There are 21 PSBs. So, not 1/3rd of pvt banks. And, yes, their share in banking assets has been on a steady decline. RBI data say that
— Tamal Bandyopadhyay (@TamalBandyo) March 21, 2018
Private financiers will grow at 27% CAGR
Basant Maheshwari has interpreted Uday Kotak’s pronouncements to mean that if the entire banking industry grows at 15%, private banks and NBFCs will have to grow at 27% CAGR in order to close the gap with their PSU counterparts.
Reading between the lines from this @udaykotak interview. A 30:70 ratio between private and public moving to a 50:50 ratio in 5 years assuming a 15% industry credit growth means a 27% CAGR for private financiers. Smaller companies in niche segments can grow faster ! https://t.co/CgZQNlSM6x
— Basant Maheshwari (@BMTheEquityDesk) March 21, 2018
No doubt, a growth rate of 27% is indeed scorching and will generate several mega multibaggers.
Basant hinted that smaller companies in niche segments can grow faster.
It is obvious that Basant is referring to his all-time favourite stocks PNB Housing Finance and Can Fin Home Finance.
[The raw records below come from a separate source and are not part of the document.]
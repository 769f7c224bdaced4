//! Configuration management subsystem.
//!
//! # Data Flow
//! ```text
//! policy file (YAML)
//!     → loader.rs (read & deserialize)
//!     → RawConfig (every field optional)
//!     → policy::build (defaulting, trust pools, supplier)
//! ```
//!
//! # Design Decisions
//! - Loading is read-once; there is no reload path
//! - All fields have defaults to allow minimal configs
//! - The loader checks syntax only, semantic rules live in the builder

pub mod loader;
pub mod schema;

pub use loader::{load_config, load_policy, load_policy_and_paths};
pub use schema::{RawConfig, SecurityPolicySpec};
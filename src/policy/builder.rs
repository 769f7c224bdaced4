//! Policy construction from a raw config.
//!
//! Each field is applied independently. A missing field leaves the matching
//! policy field unset and is never an error on its own.

use std::path::{Path, PathBuf};
use std::sync::Arc;

use rustls::crypto::CryptoProvider;

use crate::config::RawConfig;
use crate::error::PolicyError;
use crate::policy::client_auth::ClientAuthMode;
use crate::policy::supplier::{CertificateSupplier, FileCertificateSupplier};
use crate::policy::trust::TrustPool;
use crate::policy::TransportPolicy;

/// Build a policy using the ring crypto provider.
pub fn build(raw: &RawConfig) -> Result<TransportPolicy, PolicyError> {
    build_with_provider(raw, Arc::new(rustls::crypto::ring::default_provider()))
}

/// Build a policy with an explicit crypto provider.
pub fn build_with_provider(
    raw: &RawConfig,
    provider: Arc<CryptoProvider>,
) -> Result<TransportPolicy, PolicyError> {
    let spec = &raw.security_policy;

    let certificate_supplier = match non_empty_path(&raw.cert_path) {
        Some(cert_path) => {
            let key_path = non_empty_path(&raw.key_path)
                .ok_or_else(|| PolicyError::MissingKeyPath(cert_path.to_path_buf()))?;
            let supplier: Arc<dyn CertificateSupplier> = Arc::new(FileCertificateSupplier::new(
                cert_path.to_path_buf(),
                key_path.to_path_buf(),
                Arc::clone(&provider),
            ));
            Some(supplier)
        }
        None => None,
    };

    let server_name = spec.server_name.clone().filter(|name| !name.is_empty());

    if spec.skip_verification {
        tracing::warn!("insecureSkipVerify is set, server certificates will not be verified");
    }

    let cipher_suites =
        Some(spec.allowed_cipher_suites.clone()).filter(|suites| !suites.is_empty());

    let min_protocol_version = Some(spec.min_protocol_version).filter(|v| *v != 0);
    let max_protocol_version = Some(spec.max_protocol_version).filter(|v| *v != 0);

    let root_trust = non_empty_path(&spec.trusted_roots_path)
        .map(TrustPool::from_pem_file)
        .transpose()?;
    let client_trust = non_empty_path(&spec.trusted_client_roots_path)
        .map(TrustPool::from_pem_file)
        .transpose()?;

    let client_auth = match spec.client_auth_mode.as_deref() {
        Some(value) if !value.is_empty() => {
            let mode = ClientAuthMode::from_config_str(value);
            if mode == ClientAuthMode::None {
                tracing::warn!(
                    value = %value,
                    "Unrecognized clientAuth value, no client certificate will be requested"
                );
            }
            mode
        }
        _ => ClientAuthMode::None,
    };

    Ok(TransportPolicy {
        provider,
        certificate_supplier,
        server_name,
        skip_verification: spec.skip_verification,
        cipher_suites,
        prefer_server_cipher_order: spec.prefer_server_cipher_order,
        min_protocol_version,
        max_protocol_version,
        root_trust,
        client_trust,
        client_auth,
    })
}

fn non_empty_path(path: &Option<PathBuf>) -> Option<&Path> {
    path.as_deref().filter(|p| !p.as_os_str().is_empty())
}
Basant has made it clear on umpteen occasions that he is “super, super bullish” about these stocks.
He has also predicted that one of the HFCs will quote in “five figures” in the foreseeable future.
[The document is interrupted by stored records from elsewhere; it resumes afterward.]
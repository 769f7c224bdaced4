//! Transport security policy.
//!
//! # Data Flow
//! ```text
//! RawConfig
//!     → builder.rs (defaulting, trust pools, client auth mapping)
//!     → TransportPolicy (immutable)
//!     → net::tls (rustls server/client configs)
//!
//! Per handshake:
//!     supplier.rs (re-read cert + key from disk) → rustls
//! ```
//!
//! # Design Decisions
//! - "Unset" is an explicit `None`, never a zero value
//! - Only the trust bundles are read at build time; key material is read lazily
//! - The policy is built once and never mutated

pub mod builder;
pub mod client_auth;
pub mod supplier;
pub mod trust;

use std::fmt;
use std::sync::Arc;

use rustls::crypto::CryptoProvider;

pub use builder::{build, build_with_provider};
pub use client_auth::ClientAuthMode;
pub use supplier::{CachedCertificateSupplier, CertificateSupplier, FileCertificateSupplier};
pub use trust::TrustPool;

/// Resolved TLS parameters for one server.
#[derive(Clone)]
pub struct TransportPolicy {
    pub(crate) provider: Arc<CryptoProvider>,
    pub(crate) certificate_supplier: Option<Arc<dyn CertificateSupplier>>,
    pub(crate) server_name: Option<String>,
    pub(crate) skip_verification: bool,
    pub(crate) cipher_suites: Option<Vec<u16>>,
    pub(crate) prefer_server_cipher_order: bool,
    pub(crate) min_protocol_version: Option<u16>,
    pub(crate) max_protocol_version: Option<u16>,
    pub(crate) root_trust: Option<TrustPool>,
    pub(crate) client_trust: Option<TrustPool>,
    pub(crate) client_auth: ClientAuthMode,
}

impl TransportPolicy {
    /// Crypto provider used for key loading and handshakes.
    pub fn provider(&self) -> &Arc<CryptoProvider> {
        &self.provider
    }

    /// Capability that loads the key pair for each handshake.
    pub fn certificate_supplier(&self) -> Option<&Arc<dyn CertificateSupplier>> {
        self.certificate_supplier.as_ref()
    }

    /// Whether this policy can serve TLS.
    pub fn has_certificate_supplier(&self) -> bool {
        self.certificate_supplier.is_some()
    }

    pub fn server_name(&self) -> Option<&str> {
        self.server_name.as_deref()
    }

    /// Insecure: outgoing connections accept any server certificate.
    pub fn skip_verification(&self) -> bool {
        self.skip_verification
    }

    /// Allowed TLS 1.2 suites in preference order; `None` means provider defaults.
    pub fn cipher_suites(&self) -> Option<&[u16]> {
        self.cipher_suites.as_deref()
    }

    pub fn prefer_server_cipher_order(&self) -> bool {
        self.prefer_server_cipher_order
    }

    pub fn min_protocol_version(&self) -> Option<u16> {
        self.min_protocol_version
    }

    pub fn max_protocol_version(&self) -> Option<u16> {
        self.max_protocol_version
    }

    /// Roots used to verify servers we connect to.
    pub fn root_trust(&self) -> Option<&TrustPool> {
        self.root_trust.as_ref()
    }

    /// Roots used to verify client certificates.
    pub fn client_trust(&self) -> Option<&TrustPool> {
        self.client_trust.as_ref()
    }

    pub fn client_auth(&self) -> ClientAuthMode {
        self.client_auth
    }
}

impl fmt::Debug for TransportPolicy {
    fn fmt(&self, f: &mut fmt::Formatter<'_>) -> fmt::Result {
        f.debug_struct("TransportPolicy")
            .field("certificate_supplier", &self.certificate_supplier)
            .field("server_name", &self.server_name)
            .field("skip_verification", &self.skip_verification)
            .field("cipher_suites", &self.cipher_suites)
            .field("prefer_server_cipher_order", &self.prefer_server_cipher_order)
            .field("min_protocol_version", &self.min_protocol_version)
            .field("max_protocol_version", &self.max_protocol_version)
            .field("root_trust", &self.root_trust.as_ref().map(TrustPool::len))
            .field("client_trust", &self.client_trust.as_ref().map(TrustPool::len))
            .field("client_auth", &self.client_auth)
            .finish()
    }
}
//! Listener dispatch: plaintext or TLS.
//!
//! # Responsibilities
//! - Own a bound TCP listener, the HTTP router, and an optional policy
//! - Serve TLS when a policy with a certificate is attached, plaintext otherwise
//! - Expose a handle so the listener can be closed from outside
//!
//! # Design Decisions
//! - No retry or restart: listener errors are returned unchanged
//! - The TLS config is assembled once at serve time; key material is still
//!   re-read on every handshake through the policy's supplier

use std::net::SocketAddr;

use axum::Router;
use axum_server::Handle;

use crate::error::ServeError;
use crate::net::tls::rustls_config;
use crate::policy::TransportPolicy;

/// How a server will accept connections.
#[derive(Debug, Clone, Copy, PartialEq, Eq)]
pub enum ListenMode {
    Plaintext,
    Tls,
}

/// A bound listener waiting to be served.
pub struct Server {
    listener: std::net::TcpListener,
    router: Router,
    policy: Option<TransportPolicy>,
    handle: Handle,
}

impl Server {
    /// Bind to `addr` with no policy attached.
    pub fn bind(addr: SocketAddr, router: Router) -> Result<Self, ServeError> {
        let listener = std::net::TcpListener::bind(addr)?;
        Self::from_listener(listener, router)
    }

    /// Wrap an already bound listener.
    pub fn from_listener(
        listener: std::net::TcpListener,
        router: Router,
    ) -> Result<Self, ServeError> {
        listener.set_nonblocking(true)?;
        Ok(Self {
            listener,
            router,
            policy: None,
            handle: Handle::new(),
        })
    }

    /// Attach a transport policy.
    ///
    /// A policy without a certificate cannot serve TLS and leaves the server
    /// in plaintext mode.
    pub fn with_policy(mut self, policy: TransportPolicy) -> Self {
        if policy.has_certificate_supplier() {
            self.policy = Some(policy);
        } else {
            tracing::info!("Policy has no certificate, listener will serve plaintext");
            self.policy = None;
        }
        self
    }

    pub fn policy(&self) -> Option<&TransportPolicy> {
        self.policy.as_ref()
    }

    pub fn listen_mode(&self) -> ListenMode {
        match self.policy {
            Some(_) => ListenMode::Tls,
            None => ListenMode::Plaintext,
        }
    }

    pub fn local_addr(&self) -> Result<SocketAddr, std::io::Error> {
        self.listener.local_addr()
    }

    /// Handle for shutting the listener down from another task.
    pub fn handle(&self) -> Handle {
        self.handle.clone()
    }
}

/// Serve until the listener terminates.
///
/// Returns `Ok(())` after the handle shuts the listener down, or the
/// underlying I/O error if the listener fails.
pub async fn serve(server: Server) -> Result<(), ServeError> {
    let Server {
        listener,
        router,
        policy,
        handle,
    } = server;
    let addr = listener.local_addr()?;
    let app = router.into_make_service();

    match policy {
        Some(policy) => {
            let config = rustls_config(&policy)?;
            tracing::info!(
                address = %addr,
                client_auth = %policy.client_auth(),
                "Serving TLS"
            );
            axum_server::from_tcp_rustls(listener, config)
                .handle(handle)
                .serve(app)
                .await?;
        }
        None => {
            tracing::info!(address = %addr, "Serving plaintext");
            axum_server::from_tcp(listener).handle(handle).serve(app).await?;
        }
    }

    tracing::info!(address = %addr, "Listener stopped");
    Ok(())
}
It is also relevant to note that Billionaire Ajay Piramal, who is reverentially referred to as the “Warren Buffett of India” also opined that the time is opportune for housing finance stocks to prosper given the huge demand for housing and the thrust of the Government.
In fact, the lure of housing finance stocks is so strong that even Ramesh Damani, who has been hitherto allergic to financial stocks, bought a massive chunk of a high-quality HFC stock.
Robust India growth story will be serviced by smaller and nimbler financial entities: Mudar Patherya
Mudar Patherya has endorsed the theory propounded by Uday Kotak and Basant Maheshwari with regard to the humongous growth prospects for private banks.
In his latest article, he has explained that the remarkable success of Au Small Finance Bank’s IPO is a signal that investors seek to distance from large public sector behemoths and would rather back smaller, faster and more dynamic entities.
Mudar has also opined that Au Small Finance Bank is a validation of how the robust India growth story will be increasingly serviced by smaller and nimbler financial entities.
It is obvious that if private banks and NBFCs are to grow at 27% CAGR, they will have to form a core part of our portfolio. We should take advantage of the dips to tuck into high-quality HFC stocks and also private banks and NBFC stocks and prepare for the gains to gush into our portfolios!